(Beginning of Provided records)

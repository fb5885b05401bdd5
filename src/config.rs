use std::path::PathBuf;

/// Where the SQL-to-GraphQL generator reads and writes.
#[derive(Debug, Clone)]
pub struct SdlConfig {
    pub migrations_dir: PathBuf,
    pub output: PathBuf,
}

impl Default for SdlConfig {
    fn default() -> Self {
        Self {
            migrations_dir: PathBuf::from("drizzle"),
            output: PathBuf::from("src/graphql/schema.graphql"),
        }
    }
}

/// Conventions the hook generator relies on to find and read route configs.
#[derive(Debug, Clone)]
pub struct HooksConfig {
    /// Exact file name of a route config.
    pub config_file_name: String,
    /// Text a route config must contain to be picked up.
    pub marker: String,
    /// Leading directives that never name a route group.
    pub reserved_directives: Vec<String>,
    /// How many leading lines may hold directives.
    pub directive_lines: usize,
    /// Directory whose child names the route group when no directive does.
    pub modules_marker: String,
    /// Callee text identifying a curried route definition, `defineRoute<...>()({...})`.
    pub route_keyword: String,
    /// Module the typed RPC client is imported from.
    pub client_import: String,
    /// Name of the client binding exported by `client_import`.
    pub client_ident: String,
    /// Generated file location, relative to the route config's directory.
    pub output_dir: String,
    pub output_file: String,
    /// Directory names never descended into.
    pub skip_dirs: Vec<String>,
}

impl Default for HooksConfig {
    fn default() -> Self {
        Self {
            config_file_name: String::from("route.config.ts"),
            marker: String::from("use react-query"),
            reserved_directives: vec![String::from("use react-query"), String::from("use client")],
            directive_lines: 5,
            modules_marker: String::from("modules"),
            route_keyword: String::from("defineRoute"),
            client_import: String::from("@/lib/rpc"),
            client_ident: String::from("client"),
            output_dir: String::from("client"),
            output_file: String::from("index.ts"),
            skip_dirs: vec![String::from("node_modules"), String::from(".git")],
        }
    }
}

(End of Provided records)

**Work instruction**
Everything from the line with "filename src/config.rs" through the line with "is imported from." in the listing above must be retyped exactly, with nothing added.

**Result for this exercise**
filename src/config.rs
use std::path::PathBuf;

/// Where the SQL-to-GraphQL generator reads and writes.
#[derive(Debug, Clone)]
pub struct SdlConfig {
    pub migrations_dir: PathBuf,
    pub output: PathBuf,
}

impl Default for SdlConfig {
    fn default() -> Self {
        Self {
            migrations_dir: PathBuf::from("drizzle"),
            output: PathBuf::from("src/graphql/schema.graphql"),
        }
    }
}

/// Conventions the hook generator relies on to find and read route configs.
#[derive(Debug, Clone)]
pub struct HooksConfig {
    /// Exact file name of a route config.
    pub config_file_name: String,
    /// Text a route config must contain to be picked up.
    pub marker: String,
    /// Leading directives that never name a route group.
    pub reserved_directives: Vec<String>,
    /// How many leading lines may hold directives.
    pub directive_lines: usize,
    /// Directory whose child names the route group when no directive does.
    pub modules_marker: String,
    /// Callee text identifying a curried route definition, `defineRoute<...>()({...})`.
    pub route_keyword: String,
    /// Module the typed RPC client is imported from.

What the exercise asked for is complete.